[EXERCISE DATA Boundary: Start]

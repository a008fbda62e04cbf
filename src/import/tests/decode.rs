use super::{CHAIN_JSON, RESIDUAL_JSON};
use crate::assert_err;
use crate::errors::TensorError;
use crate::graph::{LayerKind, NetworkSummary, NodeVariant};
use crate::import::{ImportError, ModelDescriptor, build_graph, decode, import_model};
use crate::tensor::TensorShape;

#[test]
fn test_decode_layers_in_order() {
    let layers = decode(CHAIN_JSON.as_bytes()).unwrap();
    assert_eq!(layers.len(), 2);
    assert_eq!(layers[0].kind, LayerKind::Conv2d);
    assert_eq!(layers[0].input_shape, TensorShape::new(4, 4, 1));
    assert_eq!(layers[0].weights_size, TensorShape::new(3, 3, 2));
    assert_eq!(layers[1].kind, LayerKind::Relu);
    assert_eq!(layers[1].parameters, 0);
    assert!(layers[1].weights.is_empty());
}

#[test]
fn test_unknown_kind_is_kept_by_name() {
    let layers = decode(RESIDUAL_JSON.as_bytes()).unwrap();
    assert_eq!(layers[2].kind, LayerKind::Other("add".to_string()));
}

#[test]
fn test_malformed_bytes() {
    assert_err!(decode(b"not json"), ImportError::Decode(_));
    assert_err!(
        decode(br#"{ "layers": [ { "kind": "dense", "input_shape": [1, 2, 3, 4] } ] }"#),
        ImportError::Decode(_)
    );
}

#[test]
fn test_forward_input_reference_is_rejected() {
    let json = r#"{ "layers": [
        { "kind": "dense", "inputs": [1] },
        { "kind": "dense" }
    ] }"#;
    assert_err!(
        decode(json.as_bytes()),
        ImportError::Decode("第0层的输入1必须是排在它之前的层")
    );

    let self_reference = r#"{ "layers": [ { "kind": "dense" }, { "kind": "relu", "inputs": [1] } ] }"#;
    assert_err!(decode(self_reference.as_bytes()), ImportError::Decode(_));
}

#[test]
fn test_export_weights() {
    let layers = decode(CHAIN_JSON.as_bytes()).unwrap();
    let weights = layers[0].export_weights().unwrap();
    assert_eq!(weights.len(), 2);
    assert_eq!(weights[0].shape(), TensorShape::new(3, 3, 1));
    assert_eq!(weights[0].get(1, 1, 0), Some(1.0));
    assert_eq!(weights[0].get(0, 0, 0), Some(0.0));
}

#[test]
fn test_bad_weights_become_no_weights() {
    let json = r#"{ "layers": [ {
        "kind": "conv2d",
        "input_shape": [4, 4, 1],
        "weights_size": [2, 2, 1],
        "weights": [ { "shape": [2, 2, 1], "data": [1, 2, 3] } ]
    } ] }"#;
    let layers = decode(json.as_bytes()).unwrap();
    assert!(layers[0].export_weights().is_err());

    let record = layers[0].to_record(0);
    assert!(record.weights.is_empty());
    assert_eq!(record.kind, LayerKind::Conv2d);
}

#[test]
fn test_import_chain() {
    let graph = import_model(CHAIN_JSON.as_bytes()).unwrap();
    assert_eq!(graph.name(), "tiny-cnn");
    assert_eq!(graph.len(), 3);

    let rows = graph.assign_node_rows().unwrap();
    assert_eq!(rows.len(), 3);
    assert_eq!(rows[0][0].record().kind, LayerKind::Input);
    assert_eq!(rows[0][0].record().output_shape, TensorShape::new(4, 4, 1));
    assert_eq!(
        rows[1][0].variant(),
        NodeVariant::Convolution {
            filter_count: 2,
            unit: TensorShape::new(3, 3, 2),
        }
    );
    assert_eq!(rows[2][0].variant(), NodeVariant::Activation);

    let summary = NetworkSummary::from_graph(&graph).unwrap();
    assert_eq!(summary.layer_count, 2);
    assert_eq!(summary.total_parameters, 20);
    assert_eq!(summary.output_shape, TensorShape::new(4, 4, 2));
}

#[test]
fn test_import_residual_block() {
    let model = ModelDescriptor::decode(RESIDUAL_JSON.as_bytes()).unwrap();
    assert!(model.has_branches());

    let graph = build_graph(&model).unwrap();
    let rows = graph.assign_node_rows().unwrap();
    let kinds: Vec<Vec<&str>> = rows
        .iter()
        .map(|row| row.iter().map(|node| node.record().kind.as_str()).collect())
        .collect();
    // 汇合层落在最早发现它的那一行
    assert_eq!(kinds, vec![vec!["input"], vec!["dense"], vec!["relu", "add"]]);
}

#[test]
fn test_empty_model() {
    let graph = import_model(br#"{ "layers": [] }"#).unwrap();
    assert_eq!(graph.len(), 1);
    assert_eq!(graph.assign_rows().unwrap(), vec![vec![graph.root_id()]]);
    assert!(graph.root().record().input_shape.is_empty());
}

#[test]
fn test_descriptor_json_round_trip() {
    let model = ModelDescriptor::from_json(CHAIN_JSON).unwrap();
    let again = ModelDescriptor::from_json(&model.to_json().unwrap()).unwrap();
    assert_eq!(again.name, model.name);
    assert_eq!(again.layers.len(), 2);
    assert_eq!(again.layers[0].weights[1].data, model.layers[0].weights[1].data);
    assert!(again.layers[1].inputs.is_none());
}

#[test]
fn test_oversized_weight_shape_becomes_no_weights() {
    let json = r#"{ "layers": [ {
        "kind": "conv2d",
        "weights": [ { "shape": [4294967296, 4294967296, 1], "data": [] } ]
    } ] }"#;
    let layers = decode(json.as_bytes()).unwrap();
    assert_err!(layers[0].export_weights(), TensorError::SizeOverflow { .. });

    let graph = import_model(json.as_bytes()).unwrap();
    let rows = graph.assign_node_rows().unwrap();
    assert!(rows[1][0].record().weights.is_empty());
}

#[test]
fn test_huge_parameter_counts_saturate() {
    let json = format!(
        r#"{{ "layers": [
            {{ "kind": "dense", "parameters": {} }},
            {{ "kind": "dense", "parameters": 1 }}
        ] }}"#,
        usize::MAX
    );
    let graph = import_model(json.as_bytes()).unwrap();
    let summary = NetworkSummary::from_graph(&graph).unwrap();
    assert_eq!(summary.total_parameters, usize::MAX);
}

[EXERCISE DATA Boundary: End]

All of the data shown above must be copied exactly.

repository a008fbda62e04cbf
filename src/import/tests/decode.rs
use super::{CHAIN_JSON, RESIDUAL_JSON};
use crate::assert_err;
use crate::errors::TensorError;
use crate::graph::{LayerKind, NetworkSummary, NodeVariant};
use crate::import::{ImportError, ModelDescriptor, build_graph, decode, import_model};
use crate::tensor::TensorShape;

#[test]
fn test_decode_layers_in_order() {
    let layers = decode(CHAIN_JSON.as_bytes()).unwrap();
    assert_eq!(layers.len(), 2);
    assert_eq!(layers[0].kind, LayerKind::Conv2d);
    assert_eq!(layers[0].input_shape, TensorShape::new(4, 4, 1));
    assert_eq!(layers[0].weights_size, TensorShape::new(3, 3, 2));
    assert_eq!(layers[1].kind, LayerKind::Relu);
    assert_eq!(layers[1].parameters, 0);
    assert!(layers[1].weights.is_empty());
}

#[test]
fn test_unknown_kind_is_kept_by_name() {
    let layers = decode(RESIDUAL_JSON.as_bytes()).unwrap();
    assert_eq!(layers[2].kind, LayerKind::Other("add".to_string()));
}

#[test]
fn test_malformed_bytes() {
    assert_err!(decode(b"not json"), ImportError::Decode(_));
    assert_err!(
        decode(br#"{ "layers": [ { "kind": "dense", "input_shape": [1, 2, 3, 4] } ] }"#),
        ImportError::Decode(_)
    );
}

#[test]
fn test_forward_input_reference_is_rejected() {
    let json = r#"{ "layers": [
        { "kind": "dense", "inputs": [1] },
        { "kind": "dense" }
    ] }"#;
    assert_err!(
        decode(json.as_bytes()),
        ImportError::Decode("第0层的输入1必须是排在它之前的层")
    );

    let self_reference = r#"{ "layers": [ { "kind": "dense" }, { "kind": "relu", "inputs": [1] } ] }"#;
    assert_err!(decode(self_reference.as_bytes()), ImportError::Decode(_));
}

#[test]
fn test_export_weights() {
    let layers = decode(CHAIN_JSON.as_bytes()).unwrap();
    let weights = layers[0].export_weights().unwrap();
    assert_eq!(weights.len(), 2);
    assert_eq!(weights[0].shape(), TensorShape::new(3, 3, 1));
    assert_eq!(weights[0].get(1, 1, 0), Some(1.0));
    assert_eq!(weights[0].get(0, 0, 0), Some(0.0));
}

#[test]
fn test_bad_weights_become_no_weights() {
    let json = r#"{ "layers": [ {
        "kind": "conv2d",
        "input_shape": [4, 4, 1],
        "weights_size": [2, 2, 1],
        "weights": [ { "shape": [2, 2, 1], "data": [1, 2, 3] } ]
    } ] }"#;
    let layers = decode(json.as_bytes()).unwrap();
    assert!(layers[0].export_weights().is_err());

    let record = layers[0].to_record(0);
    assert!(record.weights.is_empty());
    assert_eq!(record.kind, LayerKind::Conv2d);
}

#[test]
fn test_import_chain() {
    let graph = import_model(CHAIN_JSON.as_bytes()).unwrap();
    assert_eq!(graph.name(), "tiny-cnn");
    assert_eq!(graph.len(), 3);

    let rows = graph.assign_node_rows().unwrap();
    assert_eq!(rows.len(), 3);
    assert_eq!(rows[0][0].record().kind, LayerKind::Input);
    assert_eq!(rows[0][0].record().output_shape, TensorShape::new(4, 4, 1));
    assert_eq!(
        rows[1][0].variant(),
        NodeVariant::Convolution {
            filter_count: 2,
            unit: TensorShape::new(3, 3, 2),
        }
    );
    assert_eq!(rows[2][0].variant(), NodeVariant::Activation);

    let summary = NetworkSummary::from_graph(&graph).unwrap();
    assert_eq!(summary.layer_count, 2);
    assert_eq!(summary.total_parameters, 20);
    assert_eq!(summary.output_shape, TensorShape::new(4, 4, 2));
}

#[test]
fn test_import_residual_block() {
    let model = ModelDescriptor::decode(RESIDUAL_JSON.as_bytes()).unwrap();
    assert!(model.has_branches());

    let graph = build_graph(&model).unwrap();
    let rows = graph.assign_node_rows().unwrap();
    let kinds: Vec<Vec<&str>> = rows
        .iter()
        .map(|row| row.iter().map(|node| node.record().kind.as_str()).collect())
        .collect();
    // 汇合层落在最早发现它的那一行
    assert_eq!(kinds, vec![vec!["input"], vec!["dense"], vec!["relu", "add"]]);
}

#[test]
fn test_empty_model() {
    let graph = import_model(br#"{ "layers": [] }"#).unwrap();
    assert_eq!(graph.len(), 1);
    assert_eq!(graph.assign_rows().unwrap(), vec![vec![graph.root_id()]]);
    assert!(graph.root().record().input_shape.is_empty());
}

#[test]
fn test_descriptor_json_round_trip() {
    let model = ModelDescriptor::from_json(CHAIN_JSON).unwrap();
    let again = ModelDescriptor::from_json(&model.to_json().unwrap()).unwrap();
    assert_eq!(again.name, model.name);
    assert_eq!(again.layers.len(), 2);
    assert_eq!(again.layers[0].weights[1].data, model.layers[0].weights[1].data);
    assert!(again.layers[1].inputs.is_none());
}

#[test]
fn test_oversized_weight_shape_becomes_no_weights() {
    let json = r#"{ "layers": [ {
        "kind": "conv2d",
        "weights": [ { "shape": [4294967296, 4294967296, 1], "data": [] } ]
    } ] }"#;
    let layers = decode(json.as_bytes()).unwrap();
    assert_err!(layers[0].export_weights(), TensorError::SizeOverflow { .. });

    let graph = import_model(json.as_bytes()).unwrap();
    let rows = graph.assign_node_rows().unwrap();
    assert!(rows[1][0].record().weights.is_empty());
}

#[test]
fn test_huge_parameter_counts_saturate() {
    let json = format!(
        r#"{{ "layers": [
            {{ "kind": "dense", "parameters": {} }},
            {{ "kind": "dense", "parameters": 1 }}
        ] }}"#,
        usize::MAX
    );
    let graph = import_model(json.as_bytes()).unwrap();
    let summary = NetworkSummary::from_graph(&graph).unwrap();
    assert_eq!(summary.total_parameters, usize::MAX);
}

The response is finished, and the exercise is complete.